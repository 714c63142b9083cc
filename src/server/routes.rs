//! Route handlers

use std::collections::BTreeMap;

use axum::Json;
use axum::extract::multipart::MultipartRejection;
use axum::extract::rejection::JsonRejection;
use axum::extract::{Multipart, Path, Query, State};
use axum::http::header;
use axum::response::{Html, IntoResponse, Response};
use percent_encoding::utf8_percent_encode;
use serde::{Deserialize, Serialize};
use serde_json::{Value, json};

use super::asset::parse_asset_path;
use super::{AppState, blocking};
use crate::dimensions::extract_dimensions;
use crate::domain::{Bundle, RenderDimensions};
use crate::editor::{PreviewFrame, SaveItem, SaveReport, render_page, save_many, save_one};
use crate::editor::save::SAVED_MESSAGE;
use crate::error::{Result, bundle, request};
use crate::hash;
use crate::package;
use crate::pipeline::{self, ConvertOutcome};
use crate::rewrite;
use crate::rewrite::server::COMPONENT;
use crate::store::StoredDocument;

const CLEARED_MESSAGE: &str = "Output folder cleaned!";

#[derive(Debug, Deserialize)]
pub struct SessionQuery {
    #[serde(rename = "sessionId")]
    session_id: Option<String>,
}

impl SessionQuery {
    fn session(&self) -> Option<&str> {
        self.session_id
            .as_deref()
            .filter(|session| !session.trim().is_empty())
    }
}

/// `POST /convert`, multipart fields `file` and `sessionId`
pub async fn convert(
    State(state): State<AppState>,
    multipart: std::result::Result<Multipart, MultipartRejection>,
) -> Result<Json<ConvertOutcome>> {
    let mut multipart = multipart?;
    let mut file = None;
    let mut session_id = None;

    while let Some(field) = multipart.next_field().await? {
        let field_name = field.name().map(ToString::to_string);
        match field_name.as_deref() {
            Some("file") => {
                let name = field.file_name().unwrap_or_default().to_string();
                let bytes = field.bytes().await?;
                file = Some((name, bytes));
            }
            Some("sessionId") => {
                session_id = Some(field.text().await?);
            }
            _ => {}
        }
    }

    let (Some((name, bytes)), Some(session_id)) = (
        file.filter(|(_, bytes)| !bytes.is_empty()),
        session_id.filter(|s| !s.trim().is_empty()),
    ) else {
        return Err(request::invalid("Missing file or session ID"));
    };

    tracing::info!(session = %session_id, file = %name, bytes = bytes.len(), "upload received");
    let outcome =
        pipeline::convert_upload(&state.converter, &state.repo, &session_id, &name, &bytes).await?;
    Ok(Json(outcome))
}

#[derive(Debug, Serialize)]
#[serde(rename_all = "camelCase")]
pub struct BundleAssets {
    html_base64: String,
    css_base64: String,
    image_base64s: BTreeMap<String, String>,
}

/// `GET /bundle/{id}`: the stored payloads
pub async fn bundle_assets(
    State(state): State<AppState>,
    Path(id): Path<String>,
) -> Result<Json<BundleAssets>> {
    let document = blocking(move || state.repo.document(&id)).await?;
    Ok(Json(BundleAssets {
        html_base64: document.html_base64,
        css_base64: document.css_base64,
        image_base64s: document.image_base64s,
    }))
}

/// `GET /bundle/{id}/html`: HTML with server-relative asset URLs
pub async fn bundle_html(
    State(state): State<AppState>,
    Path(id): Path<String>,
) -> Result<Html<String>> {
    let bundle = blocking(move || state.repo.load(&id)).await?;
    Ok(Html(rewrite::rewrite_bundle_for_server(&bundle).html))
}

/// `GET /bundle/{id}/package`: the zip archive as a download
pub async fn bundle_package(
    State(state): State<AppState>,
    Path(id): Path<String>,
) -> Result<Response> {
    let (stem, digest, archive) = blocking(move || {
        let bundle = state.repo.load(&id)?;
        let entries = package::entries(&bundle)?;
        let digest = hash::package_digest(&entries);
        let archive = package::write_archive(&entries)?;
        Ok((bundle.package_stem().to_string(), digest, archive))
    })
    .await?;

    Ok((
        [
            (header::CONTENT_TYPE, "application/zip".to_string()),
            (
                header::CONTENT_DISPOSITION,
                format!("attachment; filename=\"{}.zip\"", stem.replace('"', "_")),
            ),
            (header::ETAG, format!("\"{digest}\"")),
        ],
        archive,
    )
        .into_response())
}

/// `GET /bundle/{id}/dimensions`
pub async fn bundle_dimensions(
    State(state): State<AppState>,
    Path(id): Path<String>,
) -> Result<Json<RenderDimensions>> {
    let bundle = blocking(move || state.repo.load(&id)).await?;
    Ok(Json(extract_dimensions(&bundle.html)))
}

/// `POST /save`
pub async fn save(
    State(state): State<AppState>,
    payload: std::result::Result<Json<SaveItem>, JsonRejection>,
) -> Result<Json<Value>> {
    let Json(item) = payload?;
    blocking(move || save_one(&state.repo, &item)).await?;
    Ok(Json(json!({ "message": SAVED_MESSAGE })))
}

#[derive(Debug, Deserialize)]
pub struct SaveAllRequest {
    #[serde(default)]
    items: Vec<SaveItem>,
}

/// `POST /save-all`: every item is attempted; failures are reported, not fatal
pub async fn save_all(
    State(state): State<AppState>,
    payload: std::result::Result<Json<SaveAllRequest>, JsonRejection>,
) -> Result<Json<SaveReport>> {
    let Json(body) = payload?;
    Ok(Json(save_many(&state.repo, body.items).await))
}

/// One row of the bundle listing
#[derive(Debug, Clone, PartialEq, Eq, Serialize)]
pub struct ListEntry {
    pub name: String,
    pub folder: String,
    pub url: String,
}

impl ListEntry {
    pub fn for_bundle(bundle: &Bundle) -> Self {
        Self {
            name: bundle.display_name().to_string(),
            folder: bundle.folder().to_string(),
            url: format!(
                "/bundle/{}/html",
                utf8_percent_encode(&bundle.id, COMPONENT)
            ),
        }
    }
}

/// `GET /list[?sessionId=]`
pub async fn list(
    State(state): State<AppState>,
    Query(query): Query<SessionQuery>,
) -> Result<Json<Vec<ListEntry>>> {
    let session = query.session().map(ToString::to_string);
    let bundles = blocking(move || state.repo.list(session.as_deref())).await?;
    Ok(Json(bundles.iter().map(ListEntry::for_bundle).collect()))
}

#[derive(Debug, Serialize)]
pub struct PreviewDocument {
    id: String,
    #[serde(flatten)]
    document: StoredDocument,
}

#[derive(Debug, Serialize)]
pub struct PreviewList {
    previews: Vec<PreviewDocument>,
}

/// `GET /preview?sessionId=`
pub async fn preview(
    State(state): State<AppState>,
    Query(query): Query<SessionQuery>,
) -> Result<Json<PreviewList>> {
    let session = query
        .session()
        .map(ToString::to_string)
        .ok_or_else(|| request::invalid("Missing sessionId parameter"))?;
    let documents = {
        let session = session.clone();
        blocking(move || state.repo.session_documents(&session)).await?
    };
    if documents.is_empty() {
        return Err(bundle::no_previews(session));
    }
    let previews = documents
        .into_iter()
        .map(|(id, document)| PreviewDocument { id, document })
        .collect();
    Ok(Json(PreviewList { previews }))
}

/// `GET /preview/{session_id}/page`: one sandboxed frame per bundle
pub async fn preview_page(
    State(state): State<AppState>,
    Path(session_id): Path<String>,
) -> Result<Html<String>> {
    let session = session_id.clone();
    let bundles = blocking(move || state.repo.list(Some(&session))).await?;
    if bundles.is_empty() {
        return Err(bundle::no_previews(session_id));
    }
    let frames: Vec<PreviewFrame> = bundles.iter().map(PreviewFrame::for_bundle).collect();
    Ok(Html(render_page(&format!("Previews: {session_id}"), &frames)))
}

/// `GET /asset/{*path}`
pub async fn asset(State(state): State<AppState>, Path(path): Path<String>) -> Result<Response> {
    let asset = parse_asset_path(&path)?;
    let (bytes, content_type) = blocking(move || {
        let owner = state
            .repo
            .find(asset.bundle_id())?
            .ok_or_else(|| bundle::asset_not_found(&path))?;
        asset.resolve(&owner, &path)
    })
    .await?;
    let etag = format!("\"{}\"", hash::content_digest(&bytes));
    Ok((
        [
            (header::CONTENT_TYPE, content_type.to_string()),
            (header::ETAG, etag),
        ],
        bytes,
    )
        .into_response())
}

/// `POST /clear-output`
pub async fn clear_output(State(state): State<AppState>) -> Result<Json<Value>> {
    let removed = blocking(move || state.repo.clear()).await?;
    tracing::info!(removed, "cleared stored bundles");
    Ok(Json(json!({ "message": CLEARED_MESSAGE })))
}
--------------------------------------------------
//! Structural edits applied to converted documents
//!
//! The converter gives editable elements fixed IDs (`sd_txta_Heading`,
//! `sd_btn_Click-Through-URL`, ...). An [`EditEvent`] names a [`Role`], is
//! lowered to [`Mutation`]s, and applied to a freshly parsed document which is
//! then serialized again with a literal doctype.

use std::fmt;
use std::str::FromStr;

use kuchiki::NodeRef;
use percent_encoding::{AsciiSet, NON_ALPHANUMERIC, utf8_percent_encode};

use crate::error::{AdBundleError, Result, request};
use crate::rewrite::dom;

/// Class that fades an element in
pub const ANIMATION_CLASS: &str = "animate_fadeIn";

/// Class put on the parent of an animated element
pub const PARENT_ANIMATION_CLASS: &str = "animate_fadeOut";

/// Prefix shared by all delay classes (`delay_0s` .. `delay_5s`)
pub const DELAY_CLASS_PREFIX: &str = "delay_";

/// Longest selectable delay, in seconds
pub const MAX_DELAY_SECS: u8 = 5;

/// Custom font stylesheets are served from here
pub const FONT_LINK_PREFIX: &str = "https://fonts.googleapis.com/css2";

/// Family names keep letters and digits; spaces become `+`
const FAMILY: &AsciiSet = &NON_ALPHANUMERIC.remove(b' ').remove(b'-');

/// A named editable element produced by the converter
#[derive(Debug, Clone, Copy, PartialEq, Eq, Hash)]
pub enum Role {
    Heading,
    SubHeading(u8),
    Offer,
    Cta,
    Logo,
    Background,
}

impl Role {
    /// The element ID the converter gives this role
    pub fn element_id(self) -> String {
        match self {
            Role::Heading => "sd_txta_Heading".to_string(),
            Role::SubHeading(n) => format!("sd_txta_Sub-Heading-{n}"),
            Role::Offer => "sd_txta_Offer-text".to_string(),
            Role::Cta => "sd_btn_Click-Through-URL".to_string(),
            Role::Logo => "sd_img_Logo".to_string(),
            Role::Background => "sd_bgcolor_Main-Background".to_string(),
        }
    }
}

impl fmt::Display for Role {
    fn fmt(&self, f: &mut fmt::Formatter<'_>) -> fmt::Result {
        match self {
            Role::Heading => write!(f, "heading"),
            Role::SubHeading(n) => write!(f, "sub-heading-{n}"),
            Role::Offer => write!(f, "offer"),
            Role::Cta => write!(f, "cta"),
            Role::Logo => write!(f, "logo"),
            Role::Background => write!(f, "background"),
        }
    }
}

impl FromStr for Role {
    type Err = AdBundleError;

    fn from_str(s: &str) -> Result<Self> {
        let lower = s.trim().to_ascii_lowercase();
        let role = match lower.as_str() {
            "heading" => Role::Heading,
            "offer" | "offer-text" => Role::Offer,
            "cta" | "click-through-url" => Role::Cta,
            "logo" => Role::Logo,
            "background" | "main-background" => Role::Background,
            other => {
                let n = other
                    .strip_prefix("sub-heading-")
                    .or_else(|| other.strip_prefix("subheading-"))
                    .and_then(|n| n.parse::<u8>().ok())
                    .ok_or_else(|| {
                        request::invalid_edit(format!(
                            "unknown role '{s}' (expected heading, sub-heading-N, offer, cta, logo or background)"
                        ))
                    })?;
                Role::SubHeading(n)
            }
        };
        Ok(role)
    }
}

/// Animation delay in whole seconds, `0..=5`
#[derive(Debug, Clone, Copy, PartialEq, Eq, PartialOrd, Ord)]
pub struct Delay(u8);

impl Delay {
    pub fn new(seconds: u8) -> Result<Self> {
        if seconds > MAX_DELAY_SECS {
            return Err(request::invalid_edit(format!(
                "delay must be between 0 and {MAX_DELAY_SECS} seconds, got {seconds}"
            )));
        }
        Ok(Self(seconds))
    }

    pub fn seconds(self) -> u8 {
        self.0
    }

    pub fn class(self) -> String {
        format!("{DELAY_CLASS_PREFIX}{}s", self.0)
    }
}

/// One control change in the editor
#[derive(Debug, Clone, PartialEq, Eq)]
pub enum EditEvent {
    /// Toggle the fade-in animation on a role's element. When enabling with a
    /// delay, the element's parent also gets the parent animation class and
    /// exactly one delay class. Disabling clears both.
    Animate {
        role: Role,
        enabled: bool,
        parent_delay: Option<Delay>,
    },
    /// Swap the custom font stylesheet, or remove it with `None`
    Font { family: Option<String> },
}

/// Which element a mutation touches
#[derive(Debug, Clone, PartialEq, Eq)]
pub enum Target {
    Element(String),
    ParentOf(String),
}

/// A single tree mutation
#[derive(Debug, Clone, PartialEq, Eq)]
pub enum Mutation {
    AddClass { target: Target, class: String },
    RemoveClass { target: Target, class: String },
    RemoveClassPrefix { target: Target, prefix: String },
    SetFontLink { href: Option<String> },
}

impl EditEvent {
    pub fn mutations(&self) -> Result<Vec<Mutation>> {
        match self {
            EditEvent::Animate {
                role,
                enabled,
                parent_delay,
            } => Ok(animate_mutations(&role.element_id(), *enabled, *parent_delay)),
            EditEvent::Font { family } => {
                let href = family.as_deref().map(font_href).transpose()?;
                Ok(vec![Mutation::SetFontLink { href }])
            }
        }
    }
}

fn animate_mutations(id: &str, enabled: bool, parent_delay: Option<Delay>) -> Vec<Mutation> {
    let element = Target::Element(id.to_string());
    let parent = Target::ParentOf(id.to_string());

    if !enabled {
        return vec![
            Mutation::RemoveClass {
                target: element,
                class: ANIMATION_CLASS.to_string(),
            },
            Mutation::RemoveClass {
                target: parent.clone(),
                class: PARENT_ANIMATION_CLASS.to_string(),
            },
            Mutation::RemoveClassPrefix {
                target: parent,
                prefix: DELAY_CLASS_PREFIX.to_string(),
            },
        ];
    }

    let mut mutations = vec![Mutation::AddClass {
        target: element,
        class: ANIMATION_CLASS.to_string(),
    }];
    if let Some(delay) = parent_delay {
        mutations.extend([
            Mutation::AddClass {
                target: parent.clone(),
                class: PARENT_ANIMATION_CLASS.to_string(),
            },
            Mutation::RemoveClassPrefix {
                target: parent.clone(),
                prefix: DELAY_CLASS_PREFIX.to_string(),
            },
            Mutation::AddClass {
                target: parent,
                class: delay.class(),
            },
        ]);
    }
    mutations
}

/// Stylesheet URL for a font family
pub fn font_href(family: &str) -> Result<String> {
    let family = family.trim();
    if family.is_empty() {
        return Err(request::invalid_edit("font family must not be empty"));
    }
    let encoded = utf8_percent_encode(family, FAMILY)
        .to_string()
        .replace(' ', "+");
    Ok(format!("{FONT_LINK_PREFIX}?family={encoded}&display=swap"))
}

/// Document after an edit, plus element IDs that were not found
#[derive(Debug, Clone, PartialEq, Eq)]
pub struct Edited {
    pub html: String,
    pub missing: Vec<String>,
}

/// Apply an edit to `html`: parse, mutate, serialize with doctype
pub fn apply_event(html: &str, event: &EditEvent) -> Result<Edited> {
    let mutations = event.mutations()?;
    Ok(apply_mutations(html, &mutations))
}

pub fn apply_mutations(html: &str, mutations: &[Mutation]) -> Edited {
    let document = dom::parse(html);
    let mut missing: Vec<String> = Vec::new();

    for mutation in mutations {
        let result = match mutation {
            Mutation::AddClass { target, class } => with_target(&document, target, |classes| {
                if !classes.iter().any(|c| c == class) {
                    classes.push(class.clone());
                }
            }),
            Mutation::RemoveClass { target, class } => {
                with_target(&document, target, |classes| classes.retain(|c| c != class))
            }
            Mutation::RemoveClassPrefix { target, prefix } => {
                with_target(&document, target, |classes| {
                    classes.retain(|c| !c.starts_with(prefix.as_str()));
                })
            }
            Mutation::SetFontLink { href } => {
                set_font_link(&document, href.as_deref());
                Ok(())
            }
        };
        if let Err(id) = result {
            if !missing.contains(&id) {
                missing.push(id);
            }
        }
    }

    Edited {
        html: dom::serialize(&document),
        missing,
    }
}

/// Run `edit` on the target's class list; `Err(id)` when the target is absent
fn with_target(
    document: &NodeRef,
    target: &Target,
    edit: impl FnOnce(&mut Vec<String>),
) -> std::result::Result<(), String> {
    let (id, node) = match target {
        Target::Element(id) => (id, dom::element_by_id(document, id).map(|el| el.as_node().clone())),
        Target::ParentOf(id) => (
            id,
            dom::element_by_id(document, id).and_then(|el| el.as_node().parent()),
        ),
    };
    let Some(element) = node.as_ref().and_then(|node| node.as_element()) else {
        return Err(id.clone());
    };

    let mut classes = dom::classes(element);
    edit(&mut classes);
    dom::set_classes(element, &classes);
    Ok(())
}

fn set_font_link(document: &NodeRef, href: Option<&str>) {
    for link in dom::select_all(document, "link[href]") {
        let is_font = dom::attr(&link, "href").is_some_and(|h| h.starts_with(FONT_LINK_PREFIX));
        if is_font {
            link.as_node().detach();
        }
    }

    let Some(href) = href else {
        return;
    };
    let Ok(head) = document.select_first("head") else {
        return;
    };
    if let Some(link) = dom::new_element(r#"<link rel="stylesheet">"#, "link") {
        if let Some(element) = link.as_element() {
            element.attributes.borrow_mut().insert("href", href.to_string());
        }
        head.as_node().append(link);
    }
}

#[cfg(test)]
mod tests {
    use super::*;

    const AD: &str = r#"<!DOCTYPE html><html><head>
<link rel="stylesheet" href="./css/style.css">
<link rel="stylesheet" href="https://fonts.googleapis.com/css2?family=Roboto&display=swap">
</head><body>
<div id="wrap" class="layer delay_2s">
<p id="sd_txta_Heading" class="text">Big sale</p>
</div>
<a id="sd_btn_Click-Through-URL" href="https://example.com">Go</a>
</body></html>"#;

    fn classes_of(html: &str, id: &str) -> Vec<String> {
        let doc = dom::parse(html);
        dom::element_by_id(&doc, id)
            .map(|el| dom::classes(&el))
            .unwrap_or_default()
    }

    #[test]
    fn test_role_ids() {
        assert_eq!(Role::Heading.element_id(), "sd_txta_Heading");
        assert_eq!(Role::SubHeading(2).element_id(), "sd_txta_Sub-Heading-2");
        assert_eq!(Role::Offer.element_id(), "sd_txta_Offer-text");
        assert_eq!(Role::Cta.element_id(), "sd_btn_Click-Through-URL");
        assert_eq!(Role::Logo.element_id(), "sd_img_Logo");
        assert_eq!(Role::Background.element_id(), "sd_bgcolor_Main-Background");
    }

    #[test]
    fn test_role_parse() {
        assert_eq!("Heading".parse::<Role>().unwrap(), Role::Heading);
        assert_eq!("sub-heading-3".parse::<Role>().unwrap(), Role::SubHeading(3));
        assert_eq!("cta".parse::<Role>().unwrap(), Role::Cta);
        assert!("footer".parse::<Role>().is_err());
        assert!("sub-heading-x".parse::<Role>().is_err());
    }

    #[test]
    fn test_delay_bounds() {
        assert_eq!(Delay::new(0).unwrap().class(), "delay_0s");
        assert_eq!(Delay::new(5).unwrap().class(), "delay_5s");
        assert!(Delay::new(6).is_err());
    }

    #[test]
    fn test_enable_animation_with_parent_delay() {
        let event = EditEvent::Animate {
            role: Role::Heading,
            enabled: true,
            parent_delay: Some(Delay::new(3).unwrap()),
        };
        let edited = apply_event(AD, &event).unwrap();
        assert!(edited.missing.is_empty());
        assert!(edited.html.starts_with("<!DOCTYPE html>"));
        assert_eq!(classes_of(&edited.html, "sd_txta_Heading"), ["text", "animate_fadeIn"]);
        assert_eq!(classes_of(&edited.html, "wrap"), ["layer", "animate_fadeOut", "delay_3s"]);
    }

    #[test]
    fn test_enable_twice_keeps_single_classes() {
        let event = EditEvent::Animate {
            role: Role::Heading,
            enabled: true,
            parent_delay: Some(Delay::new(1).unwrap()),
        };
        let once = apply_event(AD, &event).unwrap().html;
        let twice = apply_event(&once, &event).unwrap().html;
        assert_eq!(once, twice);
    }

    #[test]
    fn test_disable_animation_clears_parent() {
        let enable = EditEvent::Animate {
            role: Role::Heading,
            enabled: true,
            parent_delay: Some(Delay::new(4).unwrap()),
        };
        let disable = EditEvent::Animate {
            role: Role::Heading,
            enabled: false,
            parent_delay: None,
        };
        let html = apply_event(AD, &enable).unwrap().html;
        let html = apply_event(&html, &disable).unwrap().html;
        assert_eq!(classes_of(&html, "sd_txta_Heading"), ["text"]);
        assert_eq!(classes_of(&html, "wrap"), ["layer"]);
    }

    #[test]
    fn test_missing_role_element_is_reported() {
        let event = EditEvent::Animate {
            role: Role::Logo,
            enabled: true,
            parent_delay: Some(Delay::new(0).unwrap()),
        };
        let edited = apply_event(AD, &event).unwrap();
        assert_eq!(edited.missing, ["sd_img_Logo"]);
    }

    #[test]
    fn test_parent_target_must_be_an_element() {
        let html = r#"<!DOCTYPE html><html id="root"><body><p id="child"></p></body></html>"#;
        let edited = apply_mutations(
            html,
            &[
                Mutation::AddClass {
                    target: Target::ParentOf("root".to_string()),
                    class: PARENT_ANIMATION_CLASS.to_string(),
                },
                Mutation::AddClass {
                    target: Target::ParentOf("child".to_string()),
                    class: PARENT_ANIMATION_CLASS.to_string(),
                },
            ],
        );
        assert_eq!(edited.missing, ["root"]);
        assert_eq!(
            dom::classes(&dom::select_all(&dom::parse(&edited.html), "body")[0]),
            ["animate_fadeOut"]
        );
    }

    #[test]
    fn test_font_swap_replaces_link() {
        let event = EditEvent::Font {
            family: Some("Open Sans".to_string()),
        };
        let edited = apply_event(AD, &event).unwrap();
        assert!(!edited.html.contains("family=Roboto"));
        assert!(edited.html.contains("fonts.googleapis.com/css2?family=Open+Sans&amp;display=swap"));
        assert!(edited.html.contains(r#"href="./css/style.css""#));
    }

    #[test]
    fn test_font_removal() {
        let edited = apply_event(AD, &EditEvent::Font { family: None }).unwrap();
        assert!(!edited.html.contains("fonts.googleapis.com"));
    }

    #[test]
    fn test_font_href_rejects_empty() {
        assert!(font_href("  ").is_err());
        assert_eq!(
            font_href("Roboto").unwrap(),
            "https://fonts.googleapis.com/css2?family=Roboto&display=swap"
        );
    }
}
--------------------------------------------------
- PROBLEM STATEMENT: Which lines of the entries above contain the word "ListEntry"? Copy each of them.

- ANSWER SPACE:
pub struct ListEntry {
impl ListEntry {
) -> Result<Json<Vec<ListEntry>>> {
    Ok(Json(bundles.iter().map(ListEntry::for_bundle).collect()))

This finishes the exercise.